MONDAY FROM THE INTERIOR: MAILBOX MONDAY & WHAT ARE YOU READING? — OCT. 31

TBR SHELVES

Happy Halloween, and welcome to another edition of Monday From the Interior, in which we celebrate Mailbox Monday, hosted for the last time this month by Savvy Verse & Wit; and What Are You Reading?, led by Book Journey.

 

MAILBOX MONDAY:

 

My mailbox was nice and full this week with three review books, one book I purchased, and I found still another one at Barnes & Noble.  Finally, a preordered download came for Sparky, my Kindle!

1.  Inseparable, by Dora Heldt (Amazon Vine)

Still reeling from her recent divorce, Christine, the beloved protagonist of Dora Heldt’s uproarious Life After Forty, is sure that yet another birthday is the last thing she needs. But here it comes nonetheless, the big 4-4, in all its lonely mid-life glory. Making matters worse is Christine’s fear that, throughout her life, she has relied too heavily on the support of her girlfriends. As the big day nears, she begins to think that none of those women can understand just what she is going through. Alarmed by Christine’s growing despair, her best friend and sister hatch a plan to prove her wrong: they will gather together all of Christine’s old friends from the various stages of her life and throw a surprise party the likes of which she has never seen. Of course finding all of those women turns out to be easier said than done! Nonetheless, the final result proves to be a priceless gift, a moving and laugh-out-loud funny portrait of one woman’s life as told through the stories of her friendships.

2.  The Sisters, by Nancy Jensen (Amazon Vine)

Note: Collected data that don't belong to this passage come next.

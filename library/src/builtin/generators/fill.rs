use crate::generator::{Generator, GeneratorCategory, SourceImages};
use crate::model::{Color, Image, ImageSize, Pixel, SettingDefinition, Settings};

use super::color_setting;

pub struct FillGenerator {
    settings: Vec<SettingDefinition>,
}

impl FillGenerator {
    pub fn new() -> Self {
        Self {
            settings: vec![
                SettingDefinition::new("color", "Color", Color::WHITE)
                    .with_description("Color to fill the texture with."),
            ],
        }
    }
}

impl Default for FillGenerator {
    fn default() -> Self {
        Self::new()
    }
}

impl Generator for FillGenerator {
    fn name(&self) -> &str {
        "Fill"
    }

    fn description(&self) -> &str {
        "Fills the whole texture with a single color."
    }

    fn category(&self) -> GeneratorCategory {
        GeneratorCategory::Generator
    }

    fn source_slot_count(&self) -> usize {
        0
    }

    fn settings(&self) -> &[SettingDefinition] {
        &self.settings
    }

    fn generate(&self, size: ImageSize, _sources: &SourceImages, settings: &Settings) -> Image {
        let color = color_setting(settings, "color", Color::WHITE);
        Image::filled(size, Pixel::from(color))
    }
}
//! Procedural texture graph engine.
//!
//! A [`Project`] owns [`Node`]s that wrap a [`Generator`], its settings and
//! source slots wired to other nodes. Images are cached per node and output
//! size, invalidated downstream on every change and kept up to date by
//! background [`RenderWorker`](rendering::RenderWorker)s.

pub mod builtin;
pub mod cache;
pub mod cli;
pub mod error;
pub mod generator;
pub mod model;
pub mod project;
pub mod rendering;
pub mod settings;
pub mod util;

pub use crate::error::{ConnectionError, LibraryError};
pub use crate::generator::{Generator, GeneratorCategory, GeneratorRef, SourceImages};
pub use crate::model::{Color, Image, ImageSize, Pixel, SettingDefinition, SettingValue, Settings};
pub use crate::project::{
    Node, NodeId, Project, ProjectDocument, ProjectEvent, SlotIndex, Subscription,
};
pub use crate::rendering::{WorkerPriority, WorkerState};
pub use crate::settings::{EngineSettings, SettingsManager};

/// A project with every built-in generator registered.
pub fn create_project() -> Project {
    let project = Project::new();
    register_builtins(&project);
    project
}

/// Like [`create_project`], with render workers following `settings`.
pub fn create_project_with_settings(settings: EngineSettings) -> Project {
    let project = Project::with_settings(settings);
    register_builtins(&project);
    project
}

fn register_builtins(project: &Project) {
    for generator in builtin::builtin_generators() {
        project.add_generator(generator);
    }
}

In the tradition of Marilynne Robinson’s Housekeeping and Elizabeth Strout’s Olive Kitteridge, a dazzling debut novel about the family bonds that remain even when they seem irretrievably torn apart

Growing up in hardscrabble Kentucky in the 1920s, with their mother dead and their stepfather an ever-present threat, Bertie Fischer and her older sister Mabel have no one but each other—with perhaps a sweetheart for Bertie waiting in the wings. But on the day that Bertie receives her eighth-grade diploma, good intentions go terribly wrong. A choice made in desperate haste sets off a chain of misunderstandings that will divide the sisters and reverberate through three generations of women.

What happens when nothing turns out as you planned? From the Depression through World War II and Vietnam, and smaller events both tragic and joyful, Bertie and Mabel forge unexpected identities that are shaped by unspeakable secrets. As the sisters have daughters and granddaughters of their own, they discover that both love and betrayal are even more complicated than they seem.

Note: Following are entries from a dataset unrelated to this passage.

impl Project {
    /// An empty project without render workers.
    pub fn new() -> Self {
        let shared = Arc::new(ProjectShared {
            name: RwLock::new(String::new()),
            nodes: RwLock::new(BTreeMap::new()),
            generators: RwLock::new(BTreeMap::new()),
            empty_generator: Arc::new(EmptyGenerator::new()),
            next_id: Mutex::new(1),
            wiring: Mutex::new(()),
            events: EventBus::new(),
            modified: AtomicBool::new(false),
            workers: Mutex::new(BTreeMap::new()),
            engine_settings: Mutex::new(EngineSettings::default()),
        });
        Self {
            shared,
            settings_listener: Mutex::new(None),
        }
    }

    /// A project that keeps thumbnails of the configured size rendered.
    pub fn with_settings(settings: EngineSettings) -> Self {
        let project = Self::new();
        project.update_settings(settings);
        project
    }

    pub fn engine_settings(&self) -> EngineSettings {
        lock(&self.shared.engine_settings).clone()
    }

    /// Applies new engine settings. The thumbnail worker follows the thumbnail size.
    pub fn update_settings(&self, settings: EngineSettings) {
        self.shared.update_settings(settings);
    }

    /// Applies the manager's current settings and follows its later changes
    /// until another manager is set or the project is dropped.
    pub fn set_settings_manager(&self, manager: &SettingsManager) -> Result<(), LibraryError> {
        let mut listener = lock(&self.settings_listener);
        if let Some(mut previous) = listener.take() {
            previous.stop();
        }
        let changes = manager.subscribe();
        self.shared.update_settings(manager.current());
        *listener = Some(SettingsListener::start(Arc::downgrade(&self.shared), changes)?);
        Ok(())
    }

    pub fn name(&self) -> String {
        read(&self.shared.name).clone()
    }

    pub fn set_name(&self, name: &str) {
        {
            let mut current = write(&self.shared.name);
            if *current == name {
                return;
            }
            *current = name.to_string();
        }
        self.shared.emit(ProjectEvent::NameUpdated(name.to_string()));
    }

    pub fn is_modified(&self) -> bool {
        self.shared.modified.load(Ordering::Acquire)
    }

    pub fn mark_saved(&self) {
        self.shared.modified.store(false, Ordering::Release);
    }

    pub fn subscribe(&self) -> Subscription {
        self.shared.subscribe()
    }

    pub fn unsubscribe(&self, id: SubscriptionId) -> bool {
        self.shared.unsubscribe(id)
    }

    /// Creates a node with a fresh id. `None` selects the empty generator.
    pub fn new_node(&self, generator: Option<GeneratorRef>) -> Arc<Node> {
        self.new_node_with_id(0, generator)
    }

    /// Creates a node with the given id, or a fresh one if `id` is 0.
    /// Returns the existing node if the id is already taken.
    pub fn new_node_with_id(&self, id: NodeId, generator: Option<GeneratorRef>) -> Arc<Node> {
        let generator = generator.unwrap_or_else(|| self.shared.empty_generator());
        let node = {
            let mut nodes = write(&self.shared.nodes);
            if let Some(existing) = nodes.get(&id) {
                return Arc::clone(existing);
            }
            let id = if id == 0 {
                let mut next = lock(&self.shared.next_id);
                while *next == 0 || nodes.contains_key(&*next) {
                    *next = next.wrapping_add(1);
                }
                let id = *next;
                *next = next.wrapping_add(1);
                id
            } else {
                id
            };
            let node = Arc::new(Node::new(id, Arc::downgrade(&self.shared), generator));
            nodes.insert(id, Arc::clone(&node));
            node
        };
        debug!("added node {} ({})", node.id(), node.generator_name());
        self.shared.emit(ProjectEvent::NodeAdded(node.id()));
        node
    }

    /// Disconnects and removes a node. Returns false if there is no such node.
    pub fn remove_node(&self, id: NodeId) -> bool {
        {
            let _wiring = lock(&self.shared.wiring);
            let Some(node) = self.shared.node(id) else {
                return false;
            };
            node.release_locked(&self.shared);
            write(&self.shared.nodes).remove(&id);
        }
        debug!("removed node {}", id);
        self.shared.emit(ProjectEvent::NodeRemoved(id));
        true
    }

    /// Removes every node and restarts id allocation at 1.
    pub fn clear(&self) {
        let removed: Vec<NodeId> = {
            let _wiring = lock(&self.shared.wiring);
            for node in self.shared.nodes() {
                node.release_locked(&self.shared);
            }
            let removed = std::mem::take(&mut *write(&self.shared.nodes));
            *lock(&self.shared.next_id) = 1;
            removed.into_keys().collect()
        };
        for id in removed {
            self.shared.emit(ProjectEvent::NodeRemoved(id));
        }
    }

    pub fn node(&self, id: NodeId) -> Option<Arc<Node>> {
        self.shared.node(id)
    }

    pub fn nodes(&self) -> Vec<Arc<Node>> {
        self.shared.nodes()
    }

    pub fn node_ids(&self) -> Vec<NodeId> {
        read(&self.shared.nodes).keys().copied().collect()
    }

    pub fn node_count(&self) -> usize {
        read(&self.shared.nodes).len()
    }

    pub fn find_loops(&self) -> bool {
        self.shared.find_loops()
    }

    /// Registers a generator. A name that is already taken leaves the
    /// registry unchanged and emits [`ProjectEvent::GeneratorNameCollision`].
    pub fn add_generator(&self, generator: GeneratorRef) -> bool {
        let name = generator.name().to_string();
        {
            let mut generators = write(&self.shared.generators);
            if generators.contains_key(&name) {
                drop(generators);
                warn!("generator name collision: '{}'", name);
                self.shared
                    .emit(ProjectEvent::GeneratorNameCollision { name });
                return false;
            }
            generators.insert(name.clone(), generator);
        }
        self.shared.emit(ProjectEvent::GeneratorAdded(name));
        true
    }

    /// Registers `generator` even if its name is taken and returns the entry it displaced.
    pub fn replace_generator(&self, generator: GeneratorRef) -> Option<GeneratorRef> {
        let name = generator.name().to_string();
        let old = write(&self.shared.generators).insert(name.clone(), generator);
        if old.is_some() {
            self.shared.emit(ProjectEvent::GeneratorRemoved(name.clone()));
        }
        self.shared.emit(ProjectEvent::GeneratorAdded(name));
        old
    }

    /// Removes `generator` only if this exact instance is registered.
    pub fn remove_generator(&self, generator: &GeneratorRef) -> bool {
        let name = generator.name().to_string();
        {
            let mut generators = write(&self.shared.generators);
            match generators.get(&name) {
                Some(registered) if Arc::ptr_eq(registered, generator) => {
                    generators.remove(&name);
                }
                _ => return false,
            }
        }
        self.shared.emit(ProjectEvent::GeneratorRemoved(name));
        true
    }

    /// Registered generator by name. The empty generator is always found.
    pub fn generator(&self, name: &str) -> Option<GeneratorRef> {
        self.shared.generator(name)
    }

    /// Registered generators ordered by name.
    pub fn generators(&self) -> Vec<GeneratorRef> {
        read(&self.shared.generators).values().cloned().collect()
    }

    pub fn empty_generator(&self) -> GeneratorRef {
        self.shared.empty_generator()
    }

    /// Starts a background worker for `size`. Does nothing if one is running.
    pub fn start_render_worker(
        &self,
        size: ImageSize,
        priority: WorkerPriority,
    ) -> Result<(), LibraryError> {
        self.shared.start_render_worker(size, priority)
    }

    /// Stops the worker for `size` and drops that size from every node cache.
    pub fn stop_render_worker(&self, size: ImageSize) -> bool {
        self.shared.stop_render_worker(size)
    }

    /// Sizes with a running worker.
    pub fn render_sizes(&self) -> Vec<ImageSize> {
        lock(&self.shared.workers).keys().copied().collect()
    }

    pub fn worker_state(&self, size: ImageSize) -> Option<WorkerState> {
        lock(&self.shared.workers).get(&size).map(RenderWorker::state)
    }
}
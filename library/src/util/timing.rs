use std::borrow::Cow;
use std::time::Instant;

use log::{self, Level};

/// Logs the elapsed time of a scope when dropped.
pub struct ScopedTimer {
    label: Option<Cow<'static, str>>,
    level: Level,
    start: Option<Instant>,
}

impl ScopedTimer {
    pub fn with_level(label: impl Into<Cow<'static, str>>, level: Level) -> Self {
        Self {
            label: Some(label.into()),
            level,
            start: Some(Instant::now()),
        }
    }

    pub fn debug(label: impl Into<Cow<'static, str>>) -> Self {
        Self::with_level(label, Level::Debug)
    }

    /// Only builds the label (and reads the clock) when debug logging is on.
    pub fn debug_lazy<F>(label: F) -> Self
    where
        F: FnOnce() -> String,
    {
        if log::log_enabled!(Level::Debug) {
            Self::debug(label())
        } else {
            Self {
                label: None,
                level: Level::Debug,
                start: None,
            }
        }
    }

    pub fn elapsed_micros(&self) -> Option<u128> {
        self.start.map(|start| start.elapsed().as_micros())
    }
}

impl Drop for ScopedTimer {
    fn drop(&mut self) {
        if let (Some(label), Some(start)) = (&self.label, self.start) {
            let elapsed = start.elapsed();
            log::log!(
                self.level,
                "{} took {}.{:03} ms",
                label,
                elapsed.as_millis(),
                elapsed.subsec_micros() % 1000
            );
        }
    }
}

pub fn measure_debug_lazy<T, F, L>(label: L, f: F) -> T
where
    F: FnOnce() -> T,
    L: FnOnce() -> String,
{
    let _timer = ScopedTimer::debug_lazy(label);
    f()
}
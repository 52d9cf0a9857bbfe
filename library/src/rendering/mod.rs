//! Background rendering: one worker thread per output size.

pub mod worker;

pub use self::worker::{RenderWorker, WorkerPriority, WorkerState};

3.  Armed, by Elaine Macko (Author)


Alex investigates murder in a mannequin factory. When Alex Harris, owner of the Always Prepared temporary agency, stumbles over the body of Mrs. Scott, nothing will ever be the same. And when the police investigation leads right back to her, Alex decides that it’s time she took matters into her own hands before the real murderer strikes again and really ruins Christmas. Along with her sister and partner, Samantha Daniels, and their assistant, Millie Chapman, the Winston Churchill-quoting, M&M-popping Alex probes and plods through red herring after red herring uncovering a lot more than murder. Investigating with a bulldog tenacity that would make Winston proud, Alex doesn’t let anything interfere with her sleuthing. Not even a midnight caper in the factory and an attack from a mechanical mannequin gone berserk can keep her from finding out the truth to the deadly deeds lurking within. In this, the first Alex Harris Mystery, follow our heroine to Christmas night and the murderer’s home where Alex unravels the secrets in Mrs. Scott’s past, and manages to get clobbered in the bargain!

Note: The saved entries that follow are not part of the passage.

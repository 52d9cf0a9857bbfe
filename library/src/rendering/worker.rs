use std::panic::{self, AssertUnwindSafe};
use std::sync::atomic::{AtomicBool, Ordering};
use std::sync::mpsc::Receiver;
use std::sync::{Arc, Mutex, Weak};
use std::thread::{self, JoinHandle};

use log::{debug, error, info};
use serde::{Deserialize, Serialize};

use crate::error::LibraryError;
use crate::model::ImageSize;
use crate::project::events::{ProjectEvent, SubscriptionId};
use crate::project::project::ProjectShared;
use crate::util::sync::lock;
use crate::util::timing::ScopedTimer;

#[derive(Serialize, Deserialize, Clone, Copy, Debug, PartialEq, Eq, Hash)]
pub enum WorkerState {
    Idle,
    Generating,
    Stopped,
}

/// Scheduling hint. Threads have no portable priority, so `Low` only yields
/// between node evaluations.
#[derive(Serialize, Deserialize, Clone, Copy, Debug, Default, PartialEq, Eq, Hash)]
pub enum WorkerPriority {
    Low,
    #[default]
    Normal,
    High,
}

/// Keeps every node of a project cached at one image size.
///
/// The worker wakes on node additions, removals and cache invalidations and
/// re-scans the node set until a pass caches nothing new.
pub struct RenderWorker {
    size: ImageSize,
    priority: WorkerPriority,
    context: Arc<WorkerContext>,
    project: Weak<ProjectShared>,
    subscription: SubscriptionId,
    handle: Option<JoinHandle<()>>,
}

struct WorkerContext {
    size: ImageSize,
    priority: WorkerPriority,
    project: Weak<ProjectShared>,
    abort: AtomicBool,
    state: Mutex<WorkerState>,
}

impl RenderWorker {
    pub(crate) fn start(
        project: &Arc<ProjectShared>,
        size: ImageSize,
        priority: WorkerPriority,
    ) -> Result<Self, LibraryError> {
        let (subscription, events) = project.subscribe().into_parts();
        let context = Arc::new(WorkerContext {
            size,
            priority,
            project: Arc::downgrade(project),
            abort: AtomicBool::new(false),
            state: Mutex::new(WorkerState::Idle),
        });

        let thread_context = Arc::clone(&context);
        let spawned = thread::Builder::new()
            .name(format!("render-{}", size))
            .spawn(move || thread_context.run(events));
        let handle = match spawned {
            Ok(handle) => handle,
            Err(err) => {
                project.unsubscribe(subscription);
                return Err(LibraryError::Runtime(format!(
                    "failed to spawn render worker {}: {}",
                    size, err
                )));
            }
        };

        Ok(Self {
            size,
            priority,
            context,
            project: Arc::downgrade(project),
            subscription,
            handle: Some(handle),
        })
    }

    pub fn size(&self) -> ImageSize {
        self.size
    }

    pub fn priority(&self) -> WorkerPriority {
        self.priority
    }

    pub fn state(&self) -> WorkerState {
        *lock(&self.context.state)
    }

    /// Stops scheduling new node evaluations. A node already being computed
    /// is allowed to finish.
    pub fn abort(&self) {
        self.context.abort.store(true, Ordering::Release);
    }

    /// Aborts, closes the event channel and waits for the thread to exit.
    pub fn stop(&mut self) {
        self.abort();
        if let Some(project) = self.project.upgrade() {
            project.unsubscribe(self.subscription);
        }
        if let Some(handle) = self.handle.take() {
            if handle.join().is_err() {
                error!("render worker {} panicked", self.size);
            }
        }
        *lock(&self.context.state) = WorkerState::Stopped;
    }
}

impl Drop for RenderWorker {
    fn drop(&mut self) {
        self.stop();
    }
}

impl WorkerContext {
    fn aborted(&self) -> bool {
        self.abort.load(Ordering::Acquire)
    }

    fn set_state(&self, state: WorkerState) {
        let mut current = lock(&self.state);
        if *current != WorkerState::Stopped {
            *current = state;
        }
    }

    fn run(&self, events: Receiver<ProjectEvent>) {
        info!("render worker {} running", self.size);
        self.generate();
        while let Ok(event) = events.recv() {
            if self.aborted() {
                break;
            }
            // Coalesce whatever queued up while the last pass was running.
            let mut dirty = event.is_dirty();
            for queued in events.try_iter() {
                dirty |= queued.is_dirty();
            }
            if dirty {
                self.generate();
            }
        }
        self.set_state(WorkerState::Stopped);
        info!("render worker {} exited", self.size);
    }

    /// Fixed-point evaluation: repeat passes over the current node set until
    /// one caches nothing new or the worker is aborted.
    fn generate(&self) {
        let Some(project) = self.project.upgrade() else {
            return;
        };
        self.set_state(WorkerState::Generating);
        let mut passes = 0;
        while !self.aborted() {
            passes += 1;
            let timer = ScopedTimer::debug_lazy(|| format!("render {} pass {}", self.size, passes));
            let mut cached = 0;
            for node in project.nodes() {
                if self.aborted() {
                    break;
                }
                if node.is_released()
                    || node.is_texture_in_cache(self.size)
                    || !node.is_ready(self.size)
                {
                    continue;
                }
                let rendered = panic::catch_unwind(AssertUnwindSafe(|| node.get_image(self.size)));
                if rendered.is_err() {
                    error!(
                        "render {}: node {} ({}) panicked, skipping it",
                        self.size,
                        node.id(),
                        node.generator_name()
                    );
                    continue;
                }
                if node.is_texture_in_cache(self.size) {
                    cached += 1;
                }
                if self.priority == WorkerPriority::Low {
                    thread::yield_now();
                }
            }
            debug!(
                "render {} pass {}: {} images cached in {} us",
                self.size,
                passes,
                cached,
                timer.elapsed_micros().unwrap_or_default()
            );
            if cached == 0 {
                break;
            }
        }
        self.set_state(WorkerState::Idle);
    }
}
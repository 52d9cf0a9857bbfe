//! Value types shared by nodes, generators and workers.

pub mod image;
pub mod pixel;
pub mod setting;

pub use self::image::{Image, ImageSize};
pub use self::pixel::{Color, Pixel};
pub use self::setting::{SettingDefinition, SettingValue, Settings};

4.  The Marriage Plot, by Jeffrey Eugenides

It’s the early 1980s—the country is in a deep recession, and life after college is harder than ever. In the cafés on College Hill, the wised-up kids are inhaling Derrida and listening to Talking Heads. But Madeleine Hanna, dutiful English major, is writing her senior thesis on Jane Austen and George Eliot, purveyors of the marriage plot that lies at the heart of the greatest English novels.

As Madeleine tries to understand why “it became laughable to read writers like Cheever and Updike, who wrote about the suburbia Madeleine and most of her friends had grown up in, in favor of reading the Marquis de Sade, who wrote about deflowering virgins in eighteenth-century France,” real life, in the form of two very different guys, intervenes. Leonard Bankhead—charismatic loner, college Darwinist, and lost Portland boy—suddenly turns up in a semiotics seminar, and soon Madeleine finds herself in a highly charged erotic and intellectual relationship with him. At the same time, her old “friend” Mitchell Grammaticus—who’s been reading Christian mysticism and generally acting strange—resurfaces, obsessed with the idea that Madeleine is destined to be his mate.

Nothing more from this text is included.